Poésie (Rilke, trad. Betz)/Nouvelles poésies/Le carrousel
LE CARROUSEL
(Jardin du Luxembourg)
Avec un toit que suit son ombre
un petit moment tourne l’effectif
des chevaux bariolés : tous du pays
qui longtemps hésite avant qu’il ne sombre.
Plusieurs d’entre eux traînent des équipages,
mais tous ont un air de courage ;
avec eux marche un lion rouge et très méchant,
et puis de temps à autre un bel éléphant blanc.
Un cerf aussi est là, tout comme au bois,
sauf qu’il porte une selle, et par-dessus,
une fillette bleue que retient la courroie.
Un garçon blanc chevauche le lion,
se tenant bien de sa menotte chaude,
tandis que le lion montre ses crocs, sa langue…
Et puis de temps à autre un bel éléphant blanc.

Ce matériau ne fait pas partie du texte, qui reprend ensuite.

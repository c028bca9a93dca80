use serde::Serialize;
use serde_json::{json, Value};
use sha2::{Digest, Sha256};
use sqlx::{PgConnection, PgPool};

use crate::error::{AppError, AppResult};

/// Sentinel used as `prev` in the hashed payload when the chain is empty.
pub const GENESIS: &str = "GENESIS";

/// Advisory-lock key serialising all appends. A `FOR UPDATE` on the tip row
/// cannot cover the empty-chain case (there is no row to lock), so every
/// append takes this transaction-scoped lock before reading the tip.
const CHAIN_LOCK_KEY: i64 = 0x5649_4e43_4841_494e;

/// Anchor the chain tip every this many submissions.
const ANCHOR_INTERVAL: i32 = 100;

/// Canonical payload committed to by a submission's integrity hash.
/// Serialized with JCS: lexicographically ordered keys, no whitespace,
/// non-ASCII preserved. Any deviation breaks cross-version verification.
pub fn canonical_payload(
    id: i32,
    vin: &str,
    report_type: &str,
    data_snapshot: &Value,
    previous_hash: Option<&str>,
    submitted_at: &str,
) -> Value {
    json!({
        "data": data_snapshot,
        "id": id,
        "prev": previous_hash.unwrap_or(GENESIS),
        "ts": submitted_at,
        "type": report_type,
        "vin": vin,
    })
}

/// Lowercase-hex SHA-256 over the canonical payload bytes.
pub fn compute_hash(
    id: i32,
    vin: &str,
    report_type: &str,
    data_snapshot: &Value,
    previous_hash: Option<&str>,
    submitted_at: &str,
) -> AppResult<String> {
    let payload = canonical_payload(id, vin, report_type, data_snapshot, previous_hash, submitted_at);
    let canonical = serde_jcs::to_string(&payload)
        .map_err(|e| AppError::Internal(format!("canonical encoding failed: {}", e)))?;
    let mut hasher = Sha256::new();
    hasher.update(canonical.as_bytes());
    Ok(hex::encode(hasher.finalize()))
}

/// Serialise with all other appenders for the rest of the transaction.
pub async fn lock_chain(conn: &mut PgConnection) -> Result<(), sqlx::Error> {
    sqlx::query("SELECT pg_advisory_xact_lock($1)")
        .bind(CHAIN_LOCK_KEY)
        .execute(conn)
        .await?;
    Ok(())
}

/// Integrity hash of the latest submission, or `None` on an empty chain.
pub async fn tip(conn: &mut PgConnection) -> Result<Option<String>, sqlx::Error> {
    sqlx::query_scalar(
        "SELECT integrity_hash FROM submissions \
         WHERE integrity_hash IS NOT NULL ORDER BY id DESC LIMIT 1",
    )
    .fetch_optional(conn)
    .await
}

#[derive(Debug, Serialize)]
pub struct BrokenLink {
    pub id: i32,
    pub error: String,
    pub detail: String,
}

#[derive(Debug, Serialize)]
pub struct ChainVerification {
    pub valid: bool,
    pub chain_length: usize,
    pub last_hash: Option<String>,
    pub broken_links: Vec<BrokenLink>,
}

#[derive(Debug, Serialize)]
pub struct SingleVerification {
    pub valid: bool,
    pub submission_id: i32,
    pub integrity_hash: String,
    pub computed_hash: String,
    pub previous_hash: Option<String>,
}

#[derive(sqlx::FromRow)]
struct ChainRow {
    id: i32,
    vin: String,
    report_type: String,
    previous_hash: Option<String>,
    integrity_hash: String,
    data_snapshot: Option<Value>,
}

fn recompute_row(row: &ChainRow) -> Result<String, String> {
    let snapshot = row
        .data_snapshot
        .as_ref()
        .ok_or_else(|| "missing data_snapshot".to_string())?;
    let submitted_at = snapshot
        .get("submitted_at")
        .and_then(Value::as_str)
        .ok_or_else(|| "snapshot missing submitted_at".to_string())?
        .to_string();
    compute_hash(
        row.id,
        &row.vin,
        &row.report_type,
        snapshot,
        row.previous_hash.as_deref(),
        &submitted_at,
    )
    .map_err(|e| e.to_string())
}

/// Scan every hash-bearing submission in id order and report rows whose
/// stored hash does not recompute (`hash_mismatch`) and rows whose stored
/// previous_hash does not match the recomputed hash of their predecessor
/// (`chain_break`). Rows predating the chain columns are skipped; the chain
/// begins at the first row with a hash. Read-only.
pub async fn verify_all(pool: &PgPool) -> AppResult<ChainVerification> {
    let rows = sqlx::query_as::<_, ChainRow>(
        "SELECT id, vin, report_type, previous_hash, integrity_hash, data_snapshot \
         FROM submissions WHERE integrity_hash IS NOT NULL ORDER BY id ASC",
    )
    .fetch_all(pool)
    .await?;

    let mut broken_links = Vec::new();
    let mut expected_prev: Option<String> = None;
    let mut first = true;

    for row in &rows {
        if first {
            // The genesis row carries no predecessor.
            if row.previous_hash.is_some() {
                broken_links.push(BrokenLink {
                    id: row.id,
                    error: "chain_break".to_string(),
                    detail: format!(
                        "first chained row has previous_hash {:?}",
                        row.previous_hash
                    ),
                });
            }
        } else if row.previous_hash != expected_prev {
            broken_links.push(BrokenLink {
                id: row.id,
                error: "chain_break".to_string(),
                detail: format!(
                    "previous_hash {:?} does not match predecessor hash {:?}",
                    row.previous_hash, expected_prev
                ),
            });
        }

        match recompute_row(row) {
            Ok(computed) => {
                if computed != row.integrity_hash {
                    broken_links.push(BrokenLink {
                        id: row.id,
                        error: "hash_mismatch".to_string(),
                        detail: format!("stored {} computed {}", row.integrity_hash, computed),
                    });
                }
                expected_prev = Some(computed);
            }
            Err(reason) => {
                broken_links.push(BrokenLink {
                    id: row.id,
                    error: "unreadable".to_string(),
                    detail: reason,
                });
                expected_prev = Some(row.integrity_hash.clone());
            }
        }
        first = false;
    }

    Ok(ChainVerification {
        valid: broken_links.is_empty(),
        chain_length: rows.len(),
        last_hash: rows.last().map(|r| r.integrity_hash.clone()),
        broken_links,
    })
}

pub async fn verify_one(pool: &PgPool, id: i32) -> AppResult<SingleVerification> {
    let row = sqlx::query_as::<_, ChainRow>(
        "SELECT id, vin, report_type, previous_hash, integrity_hash, data_snapshot \
         FROM submissions WHERE id = $1 AND integrity_hash IS NOT NULL",
    )
    .bind(id)
    .fetch_optional(pool)
    .await?
    .ok_or_else(|| AppError::NotFound("Soumission inconnue.".to_string()))?;

    let computed = recompute_row(&row)
        .map_err(|reason| AppError::Internal(format!("submission {} unreadable: {}", id, reason)))?;

    Ok(SingleVerification {
        valid: computed == row.integrity_hash,
        submission_id: row.id,
        integrity_hash: row.integrity_hash,
        computed_hash: computed,
        previous_hash: row.previous_hash,
    })
}

/// Snapshot the chain tip into chain_anchors every ANCHOR_INTERVAL
/// submissions. Best effort, runs outside the submit transaction.
pub async fn maybe_anchor(pool: &PgPool, submission_id: i32, tip_hash: &str) {
    if submission_id % ANCHOR_INTERVAL != 0 {
        return;
    }
    let result = sqlx::query(
        r#"
        INSERT INTO chain_anchors (anchor_hash, submission_count, first_submission_id, last_submission_id)
        SELECT $1, COUNT(*), MIN(id), MAX(id)
        FROM submissions WHERE integrity_hash IS NOT NULL
        "#,
    )
    .bind(tip_hash)
    .execute(pool)
    .await;

    match result {
        Ok(_) => tracing::info!("Chain anchored at submission {}", submission_id),
        Err(e) => tracing::warn!("Chain anchor failed at submission {}: {}", submission_id, e),
    }
}

#[cfg(test)]
mod tests {
    use super::*;

    #[test]
    fn test_canonical_payload_key_order_and_whitespace() {
        let data = json!({"vin": "2HGFC2F59MH528491", "report_type": "service"});
        let payload = canonical_payload(
            1,
            "2HGFC2F59MH528491",
            "service",
            &data,
            None,
            "2025-06-15T12:00:00+00:00",
        );
        let canonical = serde_jcs::to_string(&payload).unwrap();
        assert!(canonical.starts_with(r#"{"data":{"#));
        let data_pos = canonical.find(r#""data""#).unwrap();
        let id_pos = canonical.find(r#""id""#).unwrap();
        let prev_pos = canonical.find(r#""prev""#).unwrap();
        let ts_pos = canonical.find(r#""ts""#).unwrap();
        let type_pos = canonical.find(r#""type""#).unwrap();
        let vin_pos = canonical.rfind(r#""vin""#).unwrap();
        assert!(data_pos < id_pos && id_pos < prev_pos && prev_pos < ts_pos);
        assert!(ts_pos < type_pos && type_pos < vin_pos);
        assert!(!canonical.contains(": "));
        assert!(!canonical.contains(", "));
    }

    #[test]
    fn test_genesis_sentinel_in_payload() {
        let payload = canonical_payload(1, "2HGFC2F59MH528491", "service", &json!({}), None, "t");
        assert_eq!(payload["prev"], "GENESIS");
        let payload =
            canonical_payload(2, "2HGFC2F59MH528491", "service", &json!({}), Some("abc"), "t");
        assert_eq!(payload["prev"], "abc");
    }

    #[test]
    fn test_non_ascii_preserved() {
        let data = json!({"description": "pare-brise cassé à Montréal"});
        let payload = canonical_payload(1, "2HGFC2F59MH528491", "accident", &data, None, "t");
        let canonical = serde_jcs::to_string(&payload).unwrap();
        assert!(canonical.contains("pare-brise cassé à Montréal"));
        assert!(!canonical.contains("\\u"));
    }

    #[test]
    fn test_compute_hash_is_lowercase_hex_sha256() {
        let hash = compute_hash(
            1,
            "2HGFC2F59MH528491",
            "service",
            &json!({"data": {"odometer_km": 45000}}),
            None,
            "2025-06-15T12:00:00+00:00",
        )
        .unwrap();
        assert_eq!(hash.len(), 64);
        assert!(hash.chars().all(|c| c.is_ascii_hexdigit() && !c.is_ascii_uppercase()));
    }

    #[test]
    fn test_compute_hash_deterministic_and_sensitive() {
        let data = json!({"data": {"cost": 89.99}});
        let a = compute_hash(1, "2HGFC2F59MH528491", "service", &data, None, "t").unwrap();
        let b = compute_hash(1, "2HGFC2F59MH528491", "service", &data, None, "t").unwrap();
        assert_eq!(a, b);

        let tampered = json!({"data": {"cost": 1.00}});
        let c = compute_hash(1, "2HGFC2F59MH528491", "service", &tampered, None, "t").unwrap();
        assert_ne!(a, c);

        let relinked = compute_hash(1, "2HGFC2F59MH528491", "service", &data, Some("x"), "t").unwrap();
        assert_ne!(a, relinked);
    }

    #[test]
    fn test_compute_hash_matches_manual_encoding() {
        // Pin the exact bytes hashed so an encoder change cannot slip through.
        let data = json!({"a": 1});
        let hash = compute_hash(7, "2HGFC2F59MH528491", "service", &data, None, "T").unwrap();

        let manual = r#"{"data":{"a":1},"id":7,"prev":"GENESIS","ts":"T","type":"service","vin":"2HGFC2F59MH528491"}"#;
        let mut hasher = Sha256::new();
        hasher.update(manual.as_bytes());
        assert_eq!(hash, hex::encode(hasher.finalize()));
    }
}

Sur les chevaux ils passent, — des fillettes aussi,
claires, presque jaillies du saut de leurs montures ;
en plein élan elles lèvent les yeux,
ici, ailleurs, à l’aventure…
Et puis de temps à autre un bel éléphant blanc.
Tout cela passe et va, se hâte vers sa fin,
et tourne et vire, sans but et sans répit.
Poussés, chassés, un rouge, un vert, un gris,
un petit profil à peine ébauché.
Et quelquefois, au passage, un sourire
se tourne, heureux, et éblouit,
gaspillé dans ce jeu aveugle et hors d’haleine.